7 December 2015

Brookfield Prime Property Fund (ASX: BPA)

Sale of Properties

The Directors of Brookfield Capital Management Limited as Responsible Entity for Brookfield Prime Property Fund (BPA/Fund) provide the following update to unitholders regarding the proposed sale of two of the Fund's properties (Proposed Sale).

Key messages:

- Conditional agreements have been executed for the sale of the Fund's 25% interest in Southern Cross East (SXE) and 50% share of Southern Cross West (SXW) in Melbourne.
- The Proposed Sale price of $228.5 million for 25% interest in SXE is 26.3% above the 30 June 2015 independent valuation ($180.9 million). The proposed sale price of $218.0 million for 50% share of SXW property is 41.3% above the 30 June 2015 independent valuation ($154.3 million).
- Subject to completion of the Proposed Sale, it is expected that net proceeds will be utilised to:

  • Reduce the Fund's senior debt facility to a loan to value ratio (LVR) initially to 52% and then to approximately 47%;
  • Repay, in full, the Brookfield subordinated debt facility;
  • Supplement operating cashflows to fund ongoing capital expenditure on the Fund's remaining properties; and
  • Pay a distribution to unitholders estimated to be $2.50 per unit ($122.6 million).

- After completion of the Proposed Sale and payment of the potential distribution, the net asset value of the Fund is estimated to be approximately $332 million or $6.78 per unit on a pro-forma basis using the Fund's audited 30 June 2015 financial position adjusted for the Proposed Sale and potential distribution.

Background to the Proposed Sale

BCML continues to give consideration to the challenges facing the Fund. BCML has assessed the opportunity provided by the Proposed Sale and believes it to be in the best interests of all unitholders as it will:
- address refinancing risk via reducing gearing in the Fund and repaying the Brookfield subordinated facility that is otherwise repayable in June 2017;
- enable a significant distribution to unitholders in circumstances where the gap between net asset value and trading price has continued to exist; and
- provide flexibility to fund the ongoing cash requirements of the Fund's remaining properties in a manner that is likely to result in ongoing higher periodic distributions to unitholders.

Completion of sale

The Proposed Sale is subject to satisfaction of a number of conditions including payment of the deposit within 3 business days, the purchaser receiving FIRB approval, termination of existing co-ownership agreements, satisfaction of existing pre-emption obligations and customary conditions to transfer of title.
The Proposed Sale is expected to complete within 15 business days or five business days after the purchaser receives FIRB approval, whichever is later. BCML will advise when completion has occurred.

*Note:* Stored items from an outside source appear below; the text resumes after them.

//! Crate-wide error taxonomy.
//!
//! Mirrors the kinds enumerated in the proxy's error handling design:
//! every variant maps to a stable `type` string and HTTP status for the
//! uniform JSON error body returned at the HTTP edge.

use axum::http::StatusCode;
use axum::response::{IntoResponse, Response};
use serde::Serialize;

#[derive(Debug, thiserror::Error)]
pub enum ProxyError {
    #[error("validation error: {0}")]
    Validation(String),

    #[error("authentication failed for backend {backend}, key {key_name}")]
    Auth { backend: String, key_name: String },

    #[error("rate limited, retry_after={retry_after:?}")]
    RateLimit { retry_after: Option<u64> },

    #[error("upstream {backend} transient error: {message}")]
    UpstreamTransient {
        backend: String,
        message: String,
        retry_after: Option<u64>,
    },

    #[error("upstream {backend} client error: {message}")]
    UpstreamClient { backend: String, message: String },

    #[error("upstream {backend} protocol error: {message}")]
    UpstreamProtocol { backend: String, message: String },

    #[error("translation unsupported: field {field} in dialect {dialect}")]
    Translation { field: String, dialect: String },

    #[error("loop detected: {reason}")]
    LoopDetected { reason: String },

    #[error("timeout exceeded: {scope}")]
    Timeout { scope: String },

    #[error("command error: {0}")]
    Command(String),

    #[error("no functional backend available")]
    NoFunctionalBackend,

    #[error("unknown model or route: {0}")]
    UnknownRoute(String),

    #[error("internal error: {0}")]
    Internal(String),
}

impl ProxyError {
    pub fn error_type(&self) -> &'static str {
        match self {
            ProxyError::Validation(_) => "validation_error",
            ProxyError::Auth { .. } => "authentication_error",
            ProxyError::RateLimit { .. } => "rate_limit_error",
            ProxyError::UpstreamTransient { .. }
            | ProxyError::UpstreamClient { .. }
            | ProxyError::UpstreamProtocol { .. } => "backend_error",
            ProxyError::Translation { .. } => "validation_error",
            ProxyError::LoopDetected { .. } => "loop_detected",
            ProxyError::Timeout { .. } => "backend_error",
            ProxyError::Command(_) => "command_error",
            ProxyError::NoFunctionalBackend => "upstream_unavailable",
            ProxyError::UnknownRoute(_) => "validation_error",
            ProxyError::Internal(_) => "internal_error",
        }
    }

    pub fn status(&self) -> StatusCode {
        match self {
            ProxyError::Validation(_) | ProxyError::Translation { .. } => StatusCode::BAD_REQUEST,
            ProxyError::Auth { .. } => StatusCode::UNAUTHORIZED,
            ProxyError::RateLimit { .. } => StatusCode::TOO_MANY_REQUESTS,
            ProxyError::UnknownRoute(_) => StatusCode::NOT_FOUND,
            ProxyError::UpstreamClient { .. } => StatusCode::BAD_GATEWAY,
            ProxyError::UpstreamTransient { .. } | ProxyError::UpstreamProtocol { .. } => {
                StatusCode::BAD_GATEWAY
            }
            ProxyError::LoopDetected { .. } => StatusCode::OK,
            ProxyError::Timeout { .. } => StatusCode::GATEWAY_TIMEOUT,
            ProxyError::Command(_) => StatusCode::BAD_REQUEST,
            ProxyError::NoFunctionalBackend => StatusCode::SERVICE_UNAVAILABLE,
            ProxyError::Internal(_) => StatusCode::INTERNAL_SERVER_ERROR,
        }
    }

    /// Whether an attempt that failed with this error is eligible for
    /// failover to the next attempt in a route's sequence.
    pub fn is_failover_eligible(&self) -> bool {
        matches!(
            self,
            ProxyError::Auth { .. }
                | ProxyError::RateLimit { .. }
                | ProxyError::UpstreamTransient { .. }
        )
    }
}

#[derive(Serialize)]
struct ErrorBody {
    error: ErrorDetail,
}

#[derive(Serialize)]
struct ErrorDetail {
    message: String,
    #[serde(rename = "type")]
    kind: &'static str,
    #[serde(skip_serializing_if = "Option::is_none")]
    details: Option<serde_json::Value>,
}

impl IntoResponse for ProxyError {
    fn into_response(self) -> Response {
        let status = self.status();
        let kind = self.error_type();
        let body = ErrorBody {
            error: ErrorDetail {
                message: self.to_string(),
                kind,
                details: None,
            },
        };
        (status, axum::Json(body)).into_response()
    }
}

pub type ProxyResult<T> = Result<T, ProxyError>;
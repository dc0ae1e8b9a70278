//! Content loop detector: flags a response whose emitted text settles
//! into a repeating pattern before the model ever produces a
//! `finish_reason`, and cuts it off.
//!
//! Grounded on the teacher's `llm::loop_detector::LoopDetector` (ring
//! buffer + pattern-window comparison), retargeted from tool-call
//! records to a rolling text buffer: instead of comparing discrete
//! calls, it compares adjacent windows of the same character count at
//! the tail of everything emitted so far.

use crate::canonical::{CanonicalChatResponse, Choice, FinishReason};
use crate::session::state::LoopDetectionState;

/// Per-request detector. Not shared across requests: a fresh instance
/// is built for each response/stream.
#[derive(Debug)]
pub struct ContentLoopDetector {
    enabled: bool,
    min_len: usize,
    max_len: usize,
    min_reps: usize,
    buffer: Vec<char>,
    triggered: bool,
}

impl ContentLoopDetector {
    pub fn new(config: &LoopDetectionState) -> Self {
        let min_len = config.min_pattern_len.max(1);
        Self {
            enabled: config.enabled,
            min_len,
            max_len: config.max_pattern_len.max(min_len),
            min_reps: config.min_repetitions.max(1),
            buffer: Vec::new(),
            triggered: false,
        }
    }

    pub fn triggered(&self) -> bool {
        self.triggered
    }

    /// Feed one delta of text. Returns the text that is actually safe to
    /// forward downstream (the full delta, unless this call crosses the
    /// loop threshold, in which case only the prefix up to and including
    /// the trigger boundary) and whether the trigger fired on this call.
    ///
    /// Content exactly `min_pattern_len * min_repetitions` chars long
    /// triggers; one char short does not.
    pub fn feed(&mut self, delta: &str) -> (String, bool) {
        if self.triggered || !self.enabled || delta.is_empty() {
            return (delta.to_string(), false);
        }

        let before = self.buffer.len();
        self.buffer.extend(delta.chars());

        let mut boundary = None;
        for pattern_len in self.min_len..=self.max_len {
            let window = pattern_len.saturating_mul(self.min_reps);
            if window == 0 || self.buffer.len() < window {
                continue;
            }
            let tail = &self.buffer[self.buffer.len() - window..];
            let pattern = &tail[..pattern_len];
            if tail.chunks(pattern_len).all(|chunk| chunk == pattern) {
                boundary = Some(window);
                break;
            }
        }

        match boundary {
            Some(boundary) => {
                self.triggered = true;
                let allowed = boundary.saturating_sub(before);
                let truncated: String = delta.chars().take(allowed).collect();
                (truncated, true)
            }
            None => (delta.to_string(), false),
        }
    }

    /// Scan a whole piece of text from scratch (non-streaming path),
    /// returning the truncated text up to the first detected repetition.
    pub fn scan(&mut self, text: &str) -> Option<String> {
        let mut buf = [0u8; 4];
        for ch in text.chars() {
            let (_, triggered) = self.feed(ch.encode_utf8(&mut buf));
            if triggered {
                return Some(self.buffer.iter().collect());
            }
        }
        None
    }
}

/// Non-streaming middleware entry point: scans every choice's message
/// text, truncating and marking `finish_reason = ContentFilter` on the
/// first detected loop.
pub fn apply_response(config: &LoopDetectionState, mut response: CanonicalChatResponse) -> CanonicalChatResponse {
    if !config.enabled {
        return response;
    }
    for choice in &mut response.choices {
        apply_choice(config, choice);
    }
    response
}

fn apply_choice(config: &LoopDetectionState, choice: &mut Choice) {
    let text = choice.message.text();
    let mut detector = ContentLoopDetector::new(config);
    if let Some(truncated) = detector.scan(&text) {
        choice.message.content = crate::canonical::Content::Text(truncated);
        choice.finish_reason = FinishReason::ContentFilter;
    }
}

#[cfg(test)]
mod tests {
    use super::*;
    use crate::session::state::LoopDetectionState;

    fn config() -> LoopDetectionState {
        LoopDetectionState {
            enabled: true,
            min_pattern_len: 3,
            max_pattern_len: 64,
            min_repetitions: 3,
        }
    }

    #[test]
    fn detects_minimal_repeating_pattern_at_exact_boundary() {
        let mut detector = ContentLoopDetector::new(&config());
        assert!(detector.scan("abcabcabc").is_some());
    }

    #[test]
    fn one_char_short_of_boundary_does_not_trigger() {
        let mut detector = ContentLoopDetector::new(&config());
        assert!(detector.scan("abcabcab").is_none());
    }

    #[test]
    fn non_repeating_text_never_triggers() {
        let mut detector = ContentLoopDetector::new(&config());
        assert!(detector.scan("the quick brown fox jumps over the lazy dog").is_none());
    }

    #[test]
    fn streaming_feed_truncates_the_delta_that_crosses_the_boundary() {
        let mut detector = ContentLoopDetector::new(&config());
        let (out1, t1) = detector.feed("abcabc");
        assert_eq!(out1, "abcabc");
        assert!(!t1);
        let (out2, t2) = detector.feed("abcxyz");
        assert!(t2);
        assert_eq!(out2, "abc");
    }

    #[test]
    fn disabled_detector_never_triggers() {
        let mut config = config();
        config.enabled = false;
        let mut detector = ContentLoopDetector::new(&config);
        assert!(detector.scan("abcabcabcabcabcabc").is_none());
    }

    #[test]
    fn apply_response_marks_content_filter_on_detection() {
        let response = CanonicalChatResponse {
            id: "r1".into(),
            created_unix: 0,
            model: "m".into(),
            choices: vec![Choice {
                index: 0,
                message: crate::canonical::Message::assistant("abcabcabc"),
                finish_reason: FinishReason::Stop,
            }],
            usage: Default::default(),
        };
        let response = apply_response(&config(), response);
        assert_eq!(response.choices[0].finish_reason, FinishReason::ContentFilter);
        assert_eq!(response.choices[0].message.text(), "abcabcabc");
    }
}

Expectation of a one-off distribution

Providing the conditions are satisfied and the sale completes, BCML expects to resolve a distribution estimated to be $2.50 per unit ($122.6 million) after completion. If resolved, BCML will announce the distribution and there is no certainty of size and timing of the distribution until resolution and announcement have occurred.

Debt facilities

It is proposed that part of the net proceeds realised from the sale of circa $435.5 million will be used to repay the full balance of the Brookfield subordinated debt facility of $59.6 million and repay $201 million of the senior debt facility as required under the terms of that facility. This would initially reduce the LVR under the senior debt facility to approximately 52% utilising 30 June 2015 valuations of the remaining properties.
BCML has commenced discussions with senior lenders to amend the existing facility. If agreed, it is proposed to use excess net sale proceeds from the Proposed Sale to lower the senior debt facility to an LVR of approximately 47% and to re-draw on the facility in future years to fund future capital expenditure requirements of the properties should BCML consider that to be appropriate at the time.
BCML will advise further if and when amendments to the senior debt facility have been agreed.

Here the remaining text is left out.